• [DESCRIPTION OF THE TASK]
For every line in the material below that holds "failed", report the line.

= = = =

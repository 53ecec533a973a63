//! # rowcraft-orm
//!
//! Active-record style models for rowcraft.
//!
//! This crate provides:
//! - The [`Model`] trait: table binding, primary keys, fillable/guarded/hidden
//!   column policies and lifecycle hooks
//! - Insert/update parameter computation from live model state
//! - `insert`, `update`, `save`, `find` and `delete` driven through
//!   [`rowcraft_core::Query`]
//!
//! ## Quick Start
//!
//! ```rust
//! use rowcraft_derive::Record;
//! use rowcraft_orm::Model;
//!
//! #[derive(Debug, Default, Record)]
//! struct User {
//!     #[column]
//!     id: i64,
//!     #[column]
//!     name: String,
//!     #[column]
//!     password: String,
//! }
//!
//! impl Model for User {
//!     fn table_name() -> &'static str {
//!         "user"
//!     }
//!
//!     fn guarded() -> Option<&'static [&'static str]> {
//!         Some(&["password"])
//!     }
//! }
//!
//! let user = User { id: 0, name: String::from("ann"), password: String::from("x") };
//! let params = user.calc_insert_params().unwrap();
//! assert_eq!(params.columns().collect::<Vec<_>>(), vec!["name"]);
//! assert!(!user.exists());
//! ```

pub mod error;
pub mod model;

pub use error::{OrmError, Result};
pub use model::{Model, DEFAULT_ROW_ID};
//! Blocking SQLite connection over sqlx.
//!
//! sqlx is async; [`SqliteConnection`] owns a private current-thread tokio
//! runtime and blocks on it for every call, so it can serve the synchronous
//! [`Connection`] contract.

use std::str::FromStr;
use std::sync::{Mutex, MutexGuard, PoisonError};

use rowcraft_core::{Connection, Grammar, QueryError, Row, SqlValue};
use sqlx::sqlite::{SqliteConnectOptions, SqliteRow};
use sqlx::{Column as _, ConnectOptions as _, Connection as _, Row as _, TypeInfo as _, ValueRef as _};
use tokio::runtime::{Builder, Runtime};
use tracing::{debug, trace};

use crate::config::SqliteConfig;
use crate::error::Result;
use crate::grammar::SqliteGrammar;

/// A single SQLite session.
pub struct SqliteConnection {
    inner: Mutex<sqlx::SqliteConnection>,
    runtime: Runtime,
    grammar: SqliteGrammar,
}

impl std::fmt::Debug for SqliteConnection {
    fn fmt(&self, f: &mut std::fmt::Formatter<'_>) -> std::fmt::Result {
        f.debug_struct("SqliteConnection")
            .field("grammar", &self.grammar)
            .finish_non_exhaustive()
    }
}

impl SqliteConnection {
    /// Opens a connection with `config`.
    ///
    /// # Errors
    ///
    /// Fails if the runtime cannot start, the URL is malformed or the
    /// database cannot be opened.
    pub fn open(config: &SqliteConfig) -> Result<Self> {
        let runtime = Builder::new_current_thread().enable_all().build()?;
        let options = SqliteConnectOptions::from_str(&config.url)?
            .create_if_missing(config.create_if_missing)
            .foreign_keys(config.foreign_keys)
            .busy_timeout(config.busy_timeout());

        debug!(url = %config.url, "opening sqlite connection");
        let inner = runtime.block_on(options.connect())?;

        Ok(Self {
            inner: Mutex::new(inner),
            runtime,
            grammar: SqliteGrammar,
        })
    }

    /// Opens a private in-memory database.
    ///
    /// # Errors
    ///
    /// See [`SqliteConnection::open`].
    pub fn open_in_memory() -> Result<Self> {
        Self::open(&SqliteConfig::default())
    }

    /// Closes the session, flushing pending work.
    ///
    /// # Errors
    ///
    /// Returns the driver error raised while closing.
    pub fn close(self) -> Result<()> {
        let inner = self
            .inner
            .into_inner()
            .unwrap_or_else(PoisonError::into_inner);
        self.runtime.block_on(inner.close())?;
        Ok(())
    }

    fn lock(&self) -> MutexGuard<'_, sqlx::SqliteConnection> {
        self.inner.lock().unwrap_or_else(PoisonError::into_inner)
    }
}

impl Connection for SqliteConnection {
    fn grammar(&self) -> &dyn Grammar {
        &self.grammar
    }

    fn execute(&self, sql: &str) -> rowcraft_core::Result<()> {
        let mut conn = self.lock();
        let result = self
            .runtime
            .block_on(sqlx::raw_sql(sql).execute(&mut *conn))
            .map_err(QueryError::connection)?;
        trace!(rows_affected = result.rows_affected(), "statement executed");
        Ok(())
    }

    fn fetch(&self, sql: &str) -> rowcraft_core::Result<Vec<Row>> {
        let mut conn = self.lock();
        let rows = self
            .runtime
            .block_on(sqlx::query(sql).fetch_all(&mut *conn))
            .map_err(QueryError::connection)?;
        trace!(rows = rows.len(), "query fetched");
        rows.iter()
            .map(convert_row)
            .collect::<std::result::Result<_, sqlx::Error>>()
            .map_err(QueryError::connection)
    }

    fn last_insert_rowid(&self) -> rowcraft_core::Result<i64> {
        let mut conn = self.lock();
        self.runtime
            .block_on(sqlx::query_scalar::<_, i64>("select last_insert_rowid()").fetch_one(&mut *conn))
            .map_err(QueryError::connection)
    }
}

/// Converts a driver row by the storage class of each value.
fn convert_row(row: &SqliteRow) -> std::result::Result<Row, sqlx::Error> {
    let mut columns = Vec::with_capacity(row.len());
    let mut values = Vec::with_capacity(row.len());

    for (i, column) in row.columns().iter().enumerate() {
        let storage = {
            let raw = row.try_get_raw(i)?;
            if raw.is_null() {
                None
            } else {
                Some(raw.type_info().name().to_uppercase())
            }
        };
        let value = match storage.as_deref() {
            None | Some("NULL") => SqlValue::Null,
            Some("INTEGER" | "INT8" | "BIGINT" | "BOOLEAN") => {
                SqlValue::Int(row.try_get_unchecked::<i64, _>(i)?)
            }
            Some("REAL" | "FLOAT" | "DOUBLE") => SqlValue::Float(row.try_get_unchecked::<f64, _>(i)?),
            Some("BLOB") => SqlValue::Blob(row.try_get_unchecked::<Vec<u8>, _>(i)?),
            Some(_) => SqlValue::Text(row.try_get_unchecked::<String, _>(i)?),
        };
        columns.push(String::from(column.name()));
        values.push(value);
    }
    Ok(Row::new(columns, values))
}
//! Row materialization.
//!
//! Turns raw [`Row`]s into typed records through the cached
//! [`FieldIndex`](crate::record::FieldIndex). Coercion failures are isolated
//! per field: they are logged and the field keeps its default.

use std::any::type_name;

use tracing::{trace, warn};

use crate::connection::Row;
use crate::record::{field_index, parse_bool, FieldKind, Record};
use crate::value::SqlValue;

/// Builds one `R` from `row`.
///
/// Mapped columns absent from the row are skipped. NULL is assigned as
/// [`SqlValue::Null`], so `Option` fields become `None` and other fields
/// keep their default.
#[must_use]
pub fn materialize<R: Record>(row: &Row) -> R {
    let index = field_index::<R>();
    let mut record = R::default();

    for column in index.columns() {
        let Some(value) = row.get(column.name) else {
            continue;
        };
        let Some(text) = value.to_text() else {
            // Non-optional fields reject null and stay at their default.
            if let Err(err) = record.set_value(column.name, SqlValue::Null) {
                trace!(
                    record = type_name::<R>(),
                    column = column.name,
                    error = %err,
                    "null column left field at its default"
                );
            }
            continue;
        };
        let assigned = coerce(column.kind, &text)
            .map(|coerced| record.set_value(column.name, coerced));
        match assigned {
            Some(Ok(())) => {}
            Some(Err(err)) => warn!(
                record = type_name::<R>(),
                column = column.name,
                value = %text,
                error = %err,
                "failed to assign column value"
            ),
            None => warn!(
                record = type_name::<R>(),
                column = column.name,
                value = %text,
                kind = %column.kind,
                "failed to coerce column value"
            ),
        }
    }
    record
}

/// Builds one `R` per row, in order.
#[must_use]
pub fn materialize_all<R: Record>(rows: &[Row]) -> Vec<R> {
    rows.iter().map(materialize::<R>).collect()
}

/// Parses the textual form of a column according to the field kind.
fn coerce(kind: FieldKind, text: &str) -> Option<SqlValue> {
    let trimmed = text.trim();
    match kind {
        FieldKind::Bool => parse_bool(trimmed).map(SqlValue::Bool),
        FieldKind::Short => trimmed.parse::<i16>().ok().map(|n| SqlValue::Int(n.into())),
        FieldKind::Int => trimmed.parse::<i32>().ok().map(|n| SqlValue::Int(n.into())),
        FieldKind::Long => trimmed.parse::<i64>().ok().map(SqlValue::Int),
        FieldKind::Float => trimmed.parse::<f32>().ok().map(|f| SqlValue::Float(f.into())),
        FieldKind::Double => trimmed.parse::<f64>().ok().map(SqlValue::Float),
        FieldKind::Text => Some(SqlValue::Text(String::from(text))),
    }
}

= = = =

• [FINISHED TASK]
                "failed to assign column value"
                "failed to coerce column value"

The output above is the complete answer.